Below is an excerpt from an Al Jazeera feature which included quotes from Bill Frelick, Human Rights Watch's Refugee Rights Director. The full feature asked refugees, human rights organizations, experts working with refugees, and those who attempt to make dangerous passages a little safer, what the year 2016 meant for refugees around the world and what they should expect from 2017:

There is no sugar-coating how bad 2016 was for refugees ... But the largest and nearly unnoticed mass forced return was by Pakistan, which forced about 400,000 Afghan refugees and another 250,000 unregistered Afghans to return to their still dangerous and unsettled homeland. 

Little wonder hardly anyone paid attention. The EU was busy brokering a deal with Afghanistan to accept back rejected Afghan asylum seekers and to work with the EU to deter others from fleeing westward. It wasn't about to criticise Pakistan or to defend the rights of Afghan refugees. 

The wealthiest countries chose to ignore the deteriorating conditions in 2016 that caused the number of internally displaced people in Afghanistan to grow by more than half a million, the highest number of newly displaced people since 2001, on top of the 1.5 million internally displaced people recorded in Afghanistan at the end of 2015. Most of the returnees from Pakistan joined the ranks of the displaced, increasing everyone’s misery and contributing predictably to more destabilisation in the year ahead. 
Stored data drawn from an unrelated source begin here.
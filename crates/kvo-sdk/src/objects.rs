use std::sync::Arc;

use kvo_codec::Codec;
use kvo_collections::{Hash, List};
use kvo_store::{InMemoryStore, KeyValueStore};
use serde::de::DeserializeOwned;
use serde::Serialize;
use tracing::{debug, info};

use crate::config::ObjectsConfig;
use crate::error::SdkResult;

/// Factory for typed collections on one shared store connection.
///
/// Collections created here borrow the connection through an `Arc`; opening
/// and closing it is the caller's business.
#[derive(Clone)]
pub struct KvObjects {
    store: Arc<dyn KeyValueStore>,
}

impl KvObjects {
    /// Wrap an existing connection without issuing any command.
    pub fn new(store: Arc<dyn KeyValueStore>) -> Self {
        Self { store }
    }

    /// Wrap a connection and select the configured database on it.
    pub async fn connect(store: Arc<dyn KeyValueStore>, config: &ObjectsConfig) -> SdkResult<Self> {
        let objects = Self::new(store);
        objects.database(config.database).await?;
        info!(database = config.database, "kvo connected");
        Ok(objects)
    }

    /// A fresh in-memory store, configured and connected.
    pub async fn in_memory(config: &ObjectsConfig) -> SdkResult<Self> {
        let store = Arc::new(InMemoryStore::with_config(config.store.clone()));
        Self::connect(store, config).await
    }

    /// Connect to a Redis server at `url` and select the configured database.
    #[cfg(feature = "redis")]
    pub async fn connect_redis(url: &str, config: &ObjectsConfig) -> SdkResult<Self> {
        let store = Arc::new(kvo_store::RedisStore::connect(url).await?);
        Self::connect(store, config).await
    }

    pub fn store(&self) -> &Arc<dyn KeyValueStore> {
        &self.store
    }

    /// Switch the shared connection to database `db`.
    ///
    /// This is connection state: every collection created from this factory
    /// (before or after the call) now addresses `db`.
    pub async fn database(&self, db: u32) -> SdkResult<()> {
        self.store.select(db).await?;
        debug!(db, "selected database");
        Ok(())
    }

    /// A JSON-encoded list bound to `key`.
    pub fn list<T>(&self, key: impl Into<String>) -> List<T>
    where
        T: Serialize + DeserializeOwned + 'static,
    {
        List::new(Arc::clone(&self.store), key)
    }

    pub fn list_with_codec<T>(&self, key: impl Into<String>, codec: Codec<T>) -> List<T> {
        List::with_codec(Arc::clone(&self.store), key, codec)
    }

    pub fn hash(&self, key: impl Into<String>) -> Hash {
        Hash::new(Arc::clone(&self.store), key)
    }
}

impl std::fmt::Debug for KvObjects {
    fn fmt(&self, f: &mut std::fmt::Formatter<'_>) -> std::fmt::Result {
        f.debug_struct("KvObjects").finish_non_exhaustive()
    }
}
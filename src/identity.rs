use std::collections::HashMap;

use sha2::{Digest, Sha256};

use crate::classify::ClassifiedPosting;
use crate::db::CanonicalRow;

/// Outcome of matching one posting against the store snapshot.
#[derive(Debug, Clone, Copy, PartialEq, Eq)]
pub enum Resolution {
    New,
    Updated,
    Unchanged,
}

/// Deterministic identity of one real-world posting across runs.
///
/// Hashes the lower-cased, whitespace-collapsed title, organization, and
/// location text. Exact-match only; near-duplicates with typo-level drift
/// hash differently and become distinct records.
pub fn fingerprint(title: &str, organization: &str, location_text: &str) -> String {
    let key = format!("{}|{}|{}", canon(title), canon(organization), canon(location_text));
    let mut hasher = Sha256::new();
    hasher.update(key.as_bytes());
    hex::encode(hasher.finalize())
}

fn canon(s: &str) -> String {
    s.to_lowercase()
        .replace(['\u{2013}', '\u{2014}'], "-")
        .split_whitespace()
        .collect::<Vec<_>>()
        .join(" ")
}

/// Decide New/Updated/Unchanged for a classified posting against the
/// snapshot taken at the start of the run.
pub fn resolve(
    posting: &ClassifiedPosting,
    snapshot: &HashMap<String, CanonicalRow>,
) -> (String, Resolution) {
    let raw = &posting.norm.raw;
    let fp = fingerprint(&raw.title, &raw.organization, &raw.location_text);

    let resolution = match snapshot.get(&fp) {
        None => Resolution::New,
        Some(stored) if differs(raw, stored) => Resolution::Updated,
        Some(_) => Resolution::Unchanged,
    };
    (fp, resolution)
}

// Comparison fields: anything the board may edit in place without changing
// the posting's identity.
fn differs(raw: &crate::ingest::RawPosting, stored: &CanonicalRow) -> bool {
    raw.salary_text != stored.salary_text
        || raw.tags != stored.tags
        || raw.starting_date != stored.starting_date
        || raw.published_date != stored.published_date
        || raw.source_url != stored.source_url
}

#[cfg(test)]
mod tests {
    use super::*;

    #[test]
    fn case_and_whitespace_invariant() {
        let a = fingerprint("PhD Assistant ", "State University", "Lincoln, Nebraska");
        let b = fingerprint("phd assistant", "state  university", " lincoln, nebraska");
        assert_eq!(a, b);
    }

    #[test]
    fn dash_variants_fold_together() {
        let a = fingerprint("MS Assistantship \u{2013} Deer", "U", "NE");
        let b = fingerprint("MS Assistantship - Deer", "U", "NE");
        assert_eq!(a, b);
    }

    #[test]
    fn distinct_titles_hash_differently() {
        let a = fingerprint("PhD Assistantship", "U", "NE");
        let b = fingerprint("MS Assistantship", "U", "NE");
        assert_ne!(a, b);
    }

    #[test]
    fn organization_and_location_are_part_of_identity() {
        let base = fingerprint("Title", "Org A", "Austin, TX");
        assert_ne!(base, fingerprint("Title", "Org B", "Austin, TX"));
        assert_ne!(base, fingerprint("Title", "Org A", "Laramie, WY"));
    }

    #[test]
    fn fingerprint_is_stable_hex() {
        let fp = fingerprint("Title", "Org", "Loc");
        assert_eq!(fp.len(), 64);
        assert!(fp.chars().all(|c| c.is_ascii_hexdigit()));
        assert_eq!(fp, fingerprint("Title", "Org", "Loc"));
    }
}
mod classify;
mod db;
mod identity;
mod ingest;
mod normalize;
mod pipeline;
mod report;

use std::path::{Path, PathBuf};
use std::time::Instant;

use clap::{Parser, Subcommand};

use classify::exemplars::ExemplarSet;

#[derive(Parser)]
#[command(name = "grad_tracker", about = "Graduate assistantship enrichment & tracking pipeline")]
struct Cli {
    #[command(subcommand)]
    command: Commands,
}

#[derive(Subcommand)]
enum Commands {
    /// Process a fetched batch through normalize → classify → resolve → commit
    Run {
        /// Raw batch JSON produced by the fetcher
        #[arg(short, long)]
        input: PathBuf,
        /// Exemplar corpus JSON (default: built-in wildlife/fisheries set)
        #[arg(short, long)]
        exemplars: Option<PathBuf>,
    },
    /// Show historical store statistics
    Stats,
    /// Canonical postings overview table
    Overview {
        /// Filter by discipline (e.g. "Wildlife Ecology")
        #[arg(short, long)]
        discipline: Option<String>,
        /// Max rows to display
        #[arg(short = 'n', long, default_value = "50")]
        limit: usize,
    },
    /// Export the canonical collection as JSON for the dashboard
    Export {
        /// Output file path
        #[arg(short, long, default_value = "data/canonical_postings.json")]
        output: PathBuf,
    },
}

fn main() -> anyhow::Result<()> {
    tracing_subscriber::fmt()
        .with_env_filter(
            tracing_subscriber::EnvFilter::try_from_default_env()
                .unwrap_or_else(|_| "info".into()),
        )
        .init();

    let t0 = Instant::now();
    let cli = Cli::parse();

    let result = match cli.command {
        Commands::Run { input, exemplars } => {
            let conn = db::connect()?;
            db::init_schema(&conn)?;
            let set = match exemplars {
                Some(path) => ExemplarSet::from_file(&path)?,
                None => ExemplarSet::builtin(),
            };
            let raw = ingest::load_batch(&input)?;
            if raw.is_empty() {
                println!("Batch is empty; nothing to process.");
                return Ok(());
            }
            println!("Processing {} raw postings...", raw.len());
            let report = pipeline::execute_run(&conn, raw, &set, Path::new("data"))?;
            report.print();
            Ok(())
        }
        Commands::Stats => {
            let conn = db::connect()?;
            db::init_schema(&conn)?;
            let s = db::get_stats(&conn)?;
            println!("Postings:     {}", s.postings);
            println!("Graduate:     {}", s.graduate);
            println!("Unclassified: {}", s.unclassified);
            println!("With salary:  {}", s.with_salary);
            println!("Runs:         {}", s.runs);
            println!("Last run:     {}", s.last_run.as_deref().unwrap_or("-"));
            Ok(())
        }
        Commands::Overview { discipline, limit } => {
            let conn = db::connect()?;
            db::init_schema(&conn)?;
            let rows = db::fetch_overview(&conn, discipline.as_deref(), limit)?;
            if rows.is_empty() {
                println!("No postings found.");
                return Ok(());
            }

            println!(
                "{:>3} | {:<40} | {:<24} | {:<2} | {:<20} | {:<4} | {:>9}",
                "#", "Title", "Organization", "St", "Discipline", "Grad", "Adj. $"
            );
            println!("{}", "-".repeat(118));

            for (i, r) in rows.iter().enumerate() {
                let title = truncate(&r.title, 40);
                let org = truncate(&r.organization, 24);
                let disc = truncate(&r.discipline, 20);
                let salary = r
                    .salary_adjusted
                    .map(|s| format!("{:.0}", s))
                    .unwrap_or_else(|| "-".into());

                println!(
                    "{:>3} | {:<40} | {:<24} | {:<2} | {:<20} | {:<4} | {:>9}",
                    i + 1,
                    title,
                    org,
                    r.state,
                    disc,
                    if r.is_graduate { "yes" } else { "no" },
                    salary
                );
            }

            println!("\n{} postings", rows.len());
            Ok(())
        }
        Commands::Export { output } => {
            let conn = db::connect()?;
            db::init_schema(&conn)?;
            let rows = db::fetch_all(&conn)?;
            let json = serde_json::to_string_pretty(&rows)?;
            std::fs::write(&output, json)?;
            println!("Exported {} postings to {}", rows.len(), output.display());
            Ok(())
        }
    };

    let elapsed = t0.elapsed();
    if elapsed.as_secs() >= 1 {
        println!("\nDone in {}", format_duration(elapsed));
    }

    result
}

fn truncate(s: &str, max: usize) -> String {
    if s.chars().count() <= max {
        s.to_string()
    } else {
        let truncated: String = s.chars().take(max).collect();
        format!("{}...", truncated)
    }
}

fn format_duration(d: std::time::Duration) -> String {
    let secs = d.as_secs();
    if secs < 60 {
        format!("{:.1}s", d.as_secs_f64())
    } else if secs < 3600 {
        format!("{}m {}s", secs / 60, secs % 60)
    } else {
        format!("{}h {}m {}s", secs / 3600, (secs % 3600) / 60, secs % 60)
    }
}
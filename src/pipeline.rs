use std::collections::HashMap;
use std::path::{Path, PathBuf};

use anyhow::Result;
use chrono::{DateTime, SecondsFormat, Utc};
use indicatif::{ProgressBar, ProgressStyle};
use rusqlite::Connection;
use tracing::{info, warn};

use crate::classify::{self, exemplars::ExemplarSet, ClassifiedPosting};
use crate::db::{self, CanonicalRow, RunRow};
use crate::identity::{self, Resolution};
use crate::ingest::{self, RawPosting};
use crate::normalize::{self, ParseWarnings};
use crate::report;

/// What one run did, for the CLI and the runs table.
pub struct RunReport {
    pub run_id: String,
    pub received: usize,
    pub skipped: usize,
    pub new: usize,
    pub updated: usize,
    pub unchanged: usize,
    pub superseded: usize,
    pub warnings: ParseWarnings,
    pub analytics_path: PathBuf,
    pub snapshot_path: PathBuf,
}

impl RunReport {
    pub fn print(&self) {
        println!(
            "Run {}: {} new, {} updated, {} unchanged ({} received, {} skipped, {} superseded in-batch).",
            self.run_id, self.new, self.updated, self.unchanged,
            self.received, self.skipped, self.superseded,
        );
        if self.warnings.salary + self.warnings.location > 0 {
            println!(
                "Parse warnings: {} salary, {} location.",
                self.warnings.salary, self.warnings.location
            );
        }
        println!("Analytics: {}", self.analytics_path.display());
        println!("Snapshot:  {}", self.snapshot_path.display());
    }
}

/// Execute one pipeline run over a fetched batch.
pub fn execute_run(
    conn: &Connection,
    raw: Vec<RawPosting>,
    exemplars: &ExemplarSet,
    data_dir: &Path,
) -> Result<RunReport> {
    execute_run_at(conn, raw, exemplars, data_dir, Utc::now())
}

/// Like [`execute_run`] with an explicit clock, so tests can replay runs.
///
/// Order matters: the exemplar set and store snapshot are checked before
/// anything else so a fatal condition aborts with the store untouched. All
/// resolution happens against that one snapshot; the store mutates only in
/// the single commit at the end.
pub fn execute_run_at(
    conn: &Connection,
    raw: Vec<RawPosting>,
    exemplars: &ExemplarSet,
    data_dir: &Path,
    now: DateTime<Utc>,
) -> Result<RunReport> {
    exemplars.validate()?;
    let snapshot = db::load_snapshot(conn)?;

    let run_id = now.format("%Y%m%d_%H%M%S").to_string();
    let now_ts = now.to_rfc3339_opts(SecondsFormat::Secs, true);
    let received = raw.len();

    let ingest::IngestResult { postings, skipped } = ingest::validate(raw);
    info!(run_id = %run_id, received, skipped, "starting run");

    let pb = ProgressBar::new(postings.len() as u64);
    pb.set_style(
        ProgressStyle::default_bar()
            .template("{spinner:.green} [{elapsed_precise}] [{bar:40.cyan/blue}] {pos}/{len}")
            .unwrap()
            .progress_chars("#>-"),
    );

    let mut warnings = ParseWarnings::default();
    let normalized: Vec<_> = postings
        .into_iter()
        .map(|p| {
            pb.inc(1);
            normalize::normalize(p, &mut warnings)
        })
        .collect();
    pb.finish_and_clear();

    // One vectorizer fit for the whole batch keeps every score in the same
    // feature space.
    let classified = classify::classify_batch(exemplars, normalized);

    let mut resolved: HashMap<String, (CanonicalRow, Resolution)> = HashMap::new();
    let mut order: Vec<String> = Vec::new();
    let mut superseded = 0usize;

    for posting in classified {
        let (fp, resolution) = identity::resolve(&posting, &snapshot);
        let row = build_row(posting, &fp, resolution, &snapshot, &run_id, &now_ts);
        if resolved.insert(fp.clone(), (row, resolution)).is_some() {
            superseded += 1;
            warn!(fingerprint = %fp, "duplicate fingerprint in batch; later record supersedes earlier");
        } else {
            order.push(fp);
        }
    }

    let mut new = 0;
    let mut updated = 0;
    let mut unchanged = 0;
    for (_, resolution) in resolved.values() {
        match resolution {
            Resolution::New => new += 1,
            Resolution::Updated => updated += 1,
            Resolution::Unchanged => unchanged += 1,
        }
    }

    let rows: Vec<CanonicalRow> = order
        .iter()
        .map(|fp| resolved[fp].0.clone())
        .collect();

    let run_row = RunRow {
        run_id: run_id.clone(),
        started_at: now_ts.clone(),
        received,
        skipped,
        new_count: new,
        updated_count: updated,
        unchanged_count: unchanged,
        superseded,
        salary_warnings: warnings.salary,
        location_warnings: warnings.location,
    };
    db::commit_run(conn, &rows, &run_row)?;

    let all = db::fetch_all(conn)?;
    let analytics = report::build_analytics(&run_id, &now_ts, &all);
    let analytics_path = report::write_analytics(data_dir, &analytics)?;
    let snapshot_path = report::write_snapshot(data_dir, &run_id, &all)?;

    info!(
        run_id = %run_id,
        new, updated, unchanged, superseded,
        "run committed"
    );

    Ok(RunReport {
        run_id,
        received,
        skipped,
        new,
        updated,
        unchanged,
        superseded,
        warnings,
        analytics_path,
        snapshot_path,
    })
}

fn build_row(
    posting: ClassifiedPosting,
    fingerprint: &str,
    resolution: Resolution,
    snapshot: &HashMap<String, CanonicalRow>,
    run_id: &str,
    now_ts: &str,
) -> CanonicalRow {
    let stored = snapshot.get(fingerprint);
    let first_seen = stored.map_or_else(|| now_ts.to_string(), |s| s.first_seen.clone());
    let last_updated = match resolution {
        Resolution::Unchanged => stored.map_or_else(|| now_ts.to_string(), |s| s.last_updated.clone()),
        Resolution::New | Resolution::Updated => now_ts.to_string(),
    };

    let ClassifiedPosting { norm, discipline, discipline_confidence, is_graduate, position_confidence } =
        posting;
    let raw = norm.raw;

    CanonicalRow {
        fingerprint: fingerprint.to_string(),
        title: raw.title,
        organization: raw.organization,
        location_text: raw.location_text,
        salary_text: raw.salary_text,
        starting_date: raw.starting_date,
        published_date: raw.published_date,
        tags: raw.tags,
        source_url: raw.source_url,
        salary_min: norm.salary.map(|s| s.min),
        salary_max: norm.salary.map(|s| s.max),
        cost_index: norm.location.cost_index,
        salary_adjusted: norm.salary_adjusted,
        city: norm.location.city,
        state: norm.location.state,
        location_confidence: norm.location.confidence,
        discipline,
        discipline_confidence,
        is_graduate,
        position_confidence,
        first_seen,
        last_updated,
        last_run_id: run_id.to_string(),
    }
}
Will anyone care? Those with the power to make a difference from the United States to Australia seem more intent on building their own walls than in defending the right of people fleeing for their lives. Perhaps the tipping point will come in 2017 when cumulative knowledge of trapped civilians in places like Aleppo multiplied many times over will transform the privileged from their me-first mentality and finally bring a sense of a common humanity. But as 2016 closes, that feels like a faint hope at a heavy cost.